§ TASK REQUIREMENTS
Go through the records and count the lines where the string "plain" occurs. Reply with the number only.

---------------

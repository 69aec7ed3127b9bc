//! Checkpoint state carried between runs
//!
//! Two small objects: the last-run timestamp (plain text, trimmed ISO-8601)
//! and the date-only watch map (a JSON object of dataset IRI to first-seen
//! timestamp). Read failures fall back to defaults so a lost or unreachable
//! checkpoint degrades to a wider purge window instead of aborting the run.

use super::{CheckpointStore, StorageResult};
use crate::config::CheckpointConfig;
use crate::resolver::parse_timestamp;
use chrono::{DateTime, SecondsFormat, Utc};
use std::collections::BTreeMap;
use tracing::{info, warn};

/// State persisted between runs.
#[derive(Debug, Clone, PartialEq, Eq)]
pub struct Checkpoint {
    /// Start time of the previous successful run
    pub previous_run: DateTime<Utc>,
    /// Date-only changes awaiting their confirmatory purge
    pub date_only_watch: BTreeMap<String, DateTime<Utc>>,
}

impl Checkpoint {
    /// Load the checkpoint, falling back per object on absence or error.
    ///
    /// With no store configured the checkpoint is synthesized from the
    /// fallback previous date and an empty watch map.
    pub async fn load(
        store: Option<&dyn CheckpointStore>,
        config: &CheckpointConfig,
        fallback_previous: DateTime<Utc>,
    ) -> Self {
        let Some(store) = store else {
            return Self {
                previous_run: fallback_previous,
                date_only_watch: BTreeMap::new(),
            };
        };

        let previous_run = match store.read(&config.last_timestamp_key).await {
            Ok(Some(bytes)) => {
                let text = String::from_utf8_lossy(&bytes);
                let trimmed = text.trim();
                match parse_timestamp(trimmed) {
                    Some(instant) => {
                        info!("Last run timestamp found in checkpoint: {}", trimmed);
                        instant
                    }
                    None => {
                        warn!(
                            "Checkpoint timestamp {:?} is not a valid date, using fallback",
                            trimmed
                        );
                        fallback_previous
                    }
                }
            }
            Ok(None) => {
                info!("No checkpoint timestamp found, using fallback");
                fallback_previous
            }
            Err(e) => {
                warn!("Failed to read checkpoint timestamp: {}", e);
                fallback_previous
            }
        };

        let date_only_watch = match store.read(&config.date_only_watch_key).await {
            Ok(Some(bytes)) => match serde_json::from_slice(&bytes) {
                Ok(map) => map,
                Err(e) => {
                    warn!("Failed to parse date-only watch map: {}", e);
                    BTreeMap::new()
                }
            },
            Ok(None) => BTreeMap::new(),
            Err(e) => {
                warn!("Failed to read date-only watch map: {}", e);
                BTreeMap::new()
            }
        };

        Self {
            previous_run,
            date_only_watch,
        }
    }

    /// Write both checkpoint objects back to the store.
    pub async fn persist(
        &self,
        store: &dyn CheckpointStore,
        config: &CheckpointConfig,
    ) -> StorageResult<()> {
        let timestamp = self
            .previous_run
            .to_rfc3339_opts(SecondsFormat::Millis, true);
        store
            .write(
                &config.last_timestamp_key,
                timestamp.into_bytes(),
                "text/plain",
            )
            .await?;

        let watch = serde_json::to_vec_pretty(&self.date_only_watch)?;
        store
            .write(&config.date_only_watch_key, watch, "application/json")
            .await?;

        Ok(())
    }
}

#[cfg(test)]
mod tests {
    use super::*;
    use crate::config::S3Config;
    use crate::storage::MemoryCheckpointStore;
    use chrono::TimeZone;

    fn config() -> CheckpointConfig {
        CheckpointConfig {
            enabled: true,
            s3: S3Config {
                bucket: "bucket".to_string(),
                region: "region".to_string(),
                endpoint: None,
                access_key_id: None,
                secret_access_key: None,
                ssl_enabled: false,
                force_path_style: false,
            },
            last_timestamp_key: "last_timestamp.txt".to_string(),
            date_only_watch_key: "simple_date_workaround.txt".to_string(),
        }
    }

    fn fallback() -> DateTime<Utc> {
        Utc.with_ymd_and_hms(2024, 1, 1, 0, 0, 0).unwrap()
    }

    #[tokio::test]
    async fn test_load_without_store_uses_fallback() {
        let checkpoint = Checkpoint::load(None, &config(), fallback()).await;
        assert_eq!(checkpoint.previous_run, fallback());
        assert!(checkpoint.date_only_watch.is_empty());
    }

    #[tokio::test]
    async fn test_load_with_empty_store_uses_fallback() {
        let store = MemoryCheckpointStore::new();
        let checkpoint = Checkpoint::load(Some(&store), &config(), fallback()).await;
        assert_eq!(checkpoint.previous_run, fallback());
        assert!(checkpoint.date_only_watch.is_empty());
    }

    #[tokio::test]
    async fn test_persist_and_load_round_trip() {
        let store = MemoryCheckpointStore::new();
        let cfg = config();

        let mut watch = BTreeMap::new();
        watch.insert(
            "https://example.org/cube/1".to_string(),
            Utc.with_ymd_and_hms(2024, 6, 9, 12, 0, 0).unwrap(),
        );
        let checkpoint = Checkpoint {
            previous_run: Utc.with_ymd_and_hms(2024, 6, 10, 3, 30, 0).unwrap(),
            date_only_watch: watch,
        };
        checkpoint.persist(&store, &cfg).await.unwrap();

        let loaded = Checkpoint::load(Some(&store), &cfg, fallback()).await;
        assert_eq!(loaded, checkpoint);
    }

    #[tokio::test]
    async fn test_stored_timestamp_is_trimmed() {
        let store = MemoryCheckpointStore::new();
        let cfg = config();
        store
            .write(
                &cfg.last_timestamp_key,
                b"  2024-06-10T03:30:00Z\n".to_vec(),
                "text/plain",
            )
            .await
            .unwrap();

        let loaded = Checkpoint::load(Some(&store), &cfg, fallback()).await;
        assert_eq!(
            loaded.previous_run,
            Utc.with_ymd_and_hms(2024, 6, 10, 3, 30, 0).unwrap()
        );
    }

    #[tokio::test]
    async fn test_malformed_objects_fall_back() {
        let store = MemoryCheckpointStore::new();
        let cfg = config();
        store
            .write(&cfg.last_timestamp_key, b"garbage".to_vec(), "text/plain")
            .await
            .unwrap();
        store
            .write(
                &cfg.date_only_watch_key,
                b"not json".to_vec(),
                "application/json",
            )
            .await
            .unwrap();

        let loaded = Checkpoint::load(Some(&store), &cfg, fallback()).await;
        assert_eq!(loaded.previous_run, fallback());
        assert!(loaded.date_only_watch.is_empty());
    }

    #[test]
    fn test_timestamp_serialization_format() {
        let instant = Utc.with_ymd_and_hms(2024, 6, 10, 3, 30, 0).unwrap();
        assert_eq!(
            instant.to_rfc3339_opts(SecondsFormat::Millis, true),
            "2024-06-10T03:30:00.000Z"
        );
    }
}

---------------

§ RESULT OF THE EXERCISE
4